CRC32, MD5 and SHA-1 are all broken and it will just become easier for people to misuse their weakness in the future. I suggest that redump adds a field for SHA-256 to disc pages. Or even if iR0b0t doesn't want to add a new field, the data could be added in the comment field. Of course for discs added before this change, the information will have to be added retroactively as fixes.

2 2020-01-11 20:01:44

Why would anyone try to crack the hashes of games' images? SHA-1 is even an overkill for the purposes of redump.org, SHA-256 would be absolutely redundant.

3 2020-01-11 21:02:18

"Why would anyone try to crack the hashes of games' images?"
Just to mislead people.

4 2020-01-11 21:52:50

Any of CRC32, MD5 and SHA-1 is not secure. But all combined?

5 2020-01-12 06:56:04

reentrant wrote:

Any of CRC32, MD5 and SHA-1 is not secure. But all combined?

All combined and with a specific file size as per current dats should be an astronomically small chance of a hash collision, even if someone tried to do this intentionally.

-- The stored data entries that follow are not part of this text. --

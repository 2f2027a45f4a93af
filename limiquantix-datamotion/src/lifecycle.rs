//! Volume lifecycle state machine.
//!
//! Every persisted state change of a volume goes through [`VolumeState::on_event`].
//! The migration protocol drives two volumes through it in lockstep:
//!
//! ```text
//! shadow:  Allocated --MigrationCopyRequested--> Creating
//!          Creating  --MigrationCopySucceeded--> Ready
//!          Ready     --MigrationRequested-----> Migrating
//! source:  Ready     --MigrationRequested-----> Migrating
//! both:    Migrating --OperationSucceeded/OperationFailed--> Ready
//! retire:  Ready --DestroyRequested--> Destroy --ExpungingRequested--> Expunging
//!          Expunging --OperationSucceeded--> Expunged
//! ```

use serde::{Deserialize, Serialize};
use std::fmt;

use crate::error::{DataMotionError, Result};

/// Persisted lifecycle state of a volume.
#[derive(Debug, Clone, Copy, PartialEq, Eq, Hash, Serialize, Deserialize)]
#[serde(rename_all = "snake_case")]
pub enum VolumeState {
    /// Record exists, no backing storage yet
    Allocated,
    /// Backing storage is being created
    Creating,
    /// Usable
    Ready,
    /// Being migrated to another pool
    Migrating,
    /// Data is being copied
    Copying,
    /// Marked for destruction
    Destroy,
    /// Backing storage is being removed
    Expunging,
    /// Gone
    Expunged,
}

/// Events accepted by the volume state machine.
#[derive(Debug, Clone, Copy, PartialEq, Eq, Hash, Serialize, Deserialize)]
#[serde(rename_all = "snake_case")]
pub enum VolumeEvent {
    CreateRequested,
    OperationSucceeded,
    OperationFailed,
    MigrationRequested,
    MigrationCopyRequested,
    MigrationCopySucceeded,
    MigrationCopyFailed,
    CopyRequested,
    DestroyRequested,
    ExpungingRequested,
}

impl fmt::Display for VolumeState {
    fn fmt(&self, f: &mut fmt::Formatter<'_>) -> fmt::Result {
        fmt::Debug::fmt(self, f)
    }
}

impl fmt::Display for VolumeEvent {
    fn fmt(&self, f: &mut fmt::Formatter<'_>) -> fmt::Result {
        fmt::Debug::fmt(self, f)
    }
}

impl VolumeState {
    /// Compute the state reached by applying `event`.
    pub fn on_event(self, event: VolumeEvent) -> Result<VolumeState> {
        use VolumeEvent as E;
        use VolumeState as S;

        let next = match (self, event) {
            (S::Allocated, E::CreateRequested) => S::Creating,
            (S::Allocated, E::MigrationCopyRequested) => S::Creating,
            (S::Allocated, E::DestroyRequested) => S::Destroy,

            (S::Creating, E::OperationSucceeded) => S::Ready,
            (S::Creating, E::OperationFailed) => S::Allocated,
            (S::Creating, E::MigrationCopySucceeded) => S::Ready,
            (S::Creating, E::MigrationCopyFailed) => S::Allocated,
            (S::Creating, E::DestroyRequested) => S::Destroy,

            (S::Ready, E::MigrationRequested) => S::Migrating,
            (S::Ready, E::CopyRequested) => S::Copying,
            (S::Ready, E::DestroyRequested) => S::Destroy,

            (S::Migrating, E::OperationSucceeded) => S::Ready,
            (S::Migrating, E::OperationFailed) => S::Ready,

            (S::Copying, E::OperationSucceeded) => S::Ready,
            (S::Copying, E::OperationFailed) => S::Ready,

            (S::Destroy, E::ExpungingRequested) => S::Expunging,
            (S::Expunging, E::OperationSucceeded) => S::Expunged,
            (S::Expunging, E::OperationFailed) => S::Destroy,

            (state, event) => {
                return Err(DataMotionError::InvalidStateTransition(format!(
                    "{} does not accept {}",
                    state, event
                )))
            }
        };

        Ok(next)
    }

    /// A canonical volume is one that is neither retired nor half-built.
    pub fn is_live(self) -> bool {
        !matches!(self, Self::Destroy | Self::Expunging | Self::Expunged)
    }
}

#[cfg(test)]
mod tests {
    use super::*;

    #[test]
    fn test_shadow_path() {
        let state = VolumeState::Allocated
            .on_event(VolumeEvent::MigrationCopyRequested).unwrap()
            .on_event(VolumeEvent::MigrationCopySucceeded).unwrap()
            .on_event(VolumeEvent::MigrationRequested).unwrap();
        assert_eq!(state, VolumeState::Migrating);

        assert_eq!(
            state.on_event(VolumeEvent::OperationSucceeded).unwrap(),
            VolumeState::Ready
        );
        assert_eq!(
            state.on_event(VolumeEvent::OperationFailed).unwrap(),
            VolumeState::Ready
        );
    }

    #[test]
    fn test_retire_path() {
        let state = VolumeState::Ready
            .on_event(VolumeEvent::DestroyRequested).unwrap()
            .on_event(VolumeEvent::ExpungingRequested).unwrap()
            .on_event(VolumeEvent::OperationSucceeded).unwrap();
        assert_eq!(state, VolumeState::Expunged);
        assert!(!state.is_live());
    }

    #[test]
    fn test_invalid_transition() {
        let err = VolumeState::Expunged
            .on_event(VolumeEvent::MigrationRequested)
            .unwrap_err();
        assert!(matches!(err, DataMotionError::InvalidStateTransition(_)));

        // A volume cannot be migrated twice concurrently
        assert!(VolumeState::Migrating
            .on_event(VolumeEvent::MigrationRequested)
            .is_err());
    }
}
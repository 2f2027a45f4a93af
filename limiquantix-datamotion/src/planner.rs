//! Volume duplication planner.
//!
//! Produces the shadow record that represents a volume on its destination
//! pool while a migration is in flight. No host or backend is touched here.

use chrono::Utc;
use std::sync::Arc;
use tracing::{info, instrument};
use uuid::Uuid;

use crate::error::Result;
use crate::lifecycle::VolumeState;
use crate::store::VolumeStore;
use crate::types::{StoragePool, Volume, VolumeId};

/// Creates shadow volume records.
pub struct VolumeDuplicationPlanner {
    volumes: Arc<dyn VolumeStore>,
}

impl VolumeDuplicationPlanner {
    pub fn new(volumes: Arc<dyn VolumeStore>) -> Self {
        Self { volumes }
    }

    /// Build the shadow record for `source` without persisting it.
    pub fn plan(source: &Volume, dest_pool: &StoragePool) -> Volume {
        Volume {
            id: VolumeId(0),
            uuid: Uuid::new_v4().to_string(),
            name: source.name.clone(),
            size_bytes: source.size_bytes,
            pool_id: Some(dest_pool.id),
            last_pool_id: source.pool_id,
            pod_id: dest_pool.pod_id,
            instance_id: None,
            device_id: None,
            path: None,
            folder: None,
            format: source.format,
            volume_type: source.volume_type,
            chain_info: None,
            passphrase_id: source.passphrase_id,
            max_iops: source.max_iops,
            state: VolumeState::Allocated,
            migrated_from: Some(source.id),
            created_at: Utc::now(),
        }
    }

    /// Persist a shadow copy of `source` on `dest_pool`.
    ///
    /// Persistence failures propagate unchanged; nothing is retried here.
    #[instrument(skip(self, source, dest_pool), fields(volume_id = %source.id, dest_pool = %dest_pool.id))]
    pub async fn duplicate(&self, source: &Volume, dest_pool: &StoragePool) -> Result<Volume> {
        let shadow = self.volumes.persist(Self::plan(source, dest_pool)).await?;
        info!(shadow_id = %shadow.id, "Shadow volume allocated");
        Ok(shadow)
    }
}

#[cfg(test)]
mod tests {
    use super::*;
    use crate::store::InMemoryVolumeStore;
    use crate::types::{
        ConnectionDescriptor, ImageFormat, PoolCapacity, PoolId, PoolType, ProviderId,
        StorageProtocol, VolumeType,
    };
    use std::collections::HashMap;

    fn dest_pool() -> StoragePool {
        StoragePool {
            id: PoolId(2),
            uuid: "pool-2".to_string(),
            name: "ssd".to_string(),
            pool_type: PoolType::SharedBlock,
            provider: ProviderId::new("StorPool"),
            pod_id: Some(4),
            cluster_id: Some(1),
            connection: ConnectionDescriptor {
                address: "10.0.0.20".to_string(),
                port: None,
                protocol: StorageProtocol::NativeBlock,
                credentials_ref: None,
                parameters: HashMap::new(),
            },
            capacity: PoolCapacity::default(),
        }
    }

    #[tokio::test]
    async fn test_duplicate_clears_placement_fields() {
        let store = Arc::new(InMemoryVolumeStore::new());
        let mut source = Volume::new("ROOT-10", 10 << 30, PoolId(1))
            .with_path("/dev/storpool/~src")
            .with_instance("vm-uuid", 0)
            .with_type(VolumeType::Root);
        source.format = ImageFormat::Qcow2;
        source.chain_info = Some("chain".to_string());
        source.folder = Some("/folder".to_string());
        let source = store.persist(source).await.unwrap();

        let planner = VolumeDuplicationPlanner::new(store.clone());
        let shadow = planner.duplicate(&source, &dest_pool()).await.unwrap();

        assert_ne!(shadow.id, source.id);
        assert_ne!(shadow.uuid, source.uuid);
        assert_eq!(shadow.pool_id, Some(PoolId(2)));
        assert_eq!(shadow.pod_id, Some(4));
        assert_eq!(shadow.last_pool_id, Some(PoolId(1)));
        assert_eq!(shadow.migrated_from, Some(source.id));
        assert_eq!(shadow.size_bytes, source.size_bytes);
        assert_eq!(shadow.format, ImageFormat::Qcow2);
        assert_eq!(shadow.volume_type, VolumeType::Root);
        assert_eq!(shadow.state, VolumeState::Allocated);
        assert!(shadow.instance_id.is_none());
        assert!(shadow.device_id.is_none());
        assert!(shadow.path.is_none());
        assert!(shadow.folder.is_none());
        assert!(shadow.chain_info.is_none());

        assert!(store.find_by_id(shadow.id).await.unwrap().is_some());
    }
}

I don't think our roms can be faked with current level of knowledge.

6 2020-01-13 17:17:30

I don't think its practical to fake ROMs currently, but in the future it may be, so I think it'd be a good idea to get future-proof hashes before that point arrives.

7 2020-01-13 18:27:15 (edited by wiggy2k 2020-01-13 18:36:34)

didn't it take google engineers like 100 years of CPU time to do a POC collision for SHA-1 ?

edit:  nope i was a mile off,

    Nine quintillion (9,223,372,036,854,775,808) SHA1 computations in total
    6,500 years of CPU computation to complete the attack first phase
    110 years of GPU computation to complete the second phase

I don't think we have anything to be worried about there for the forseable future.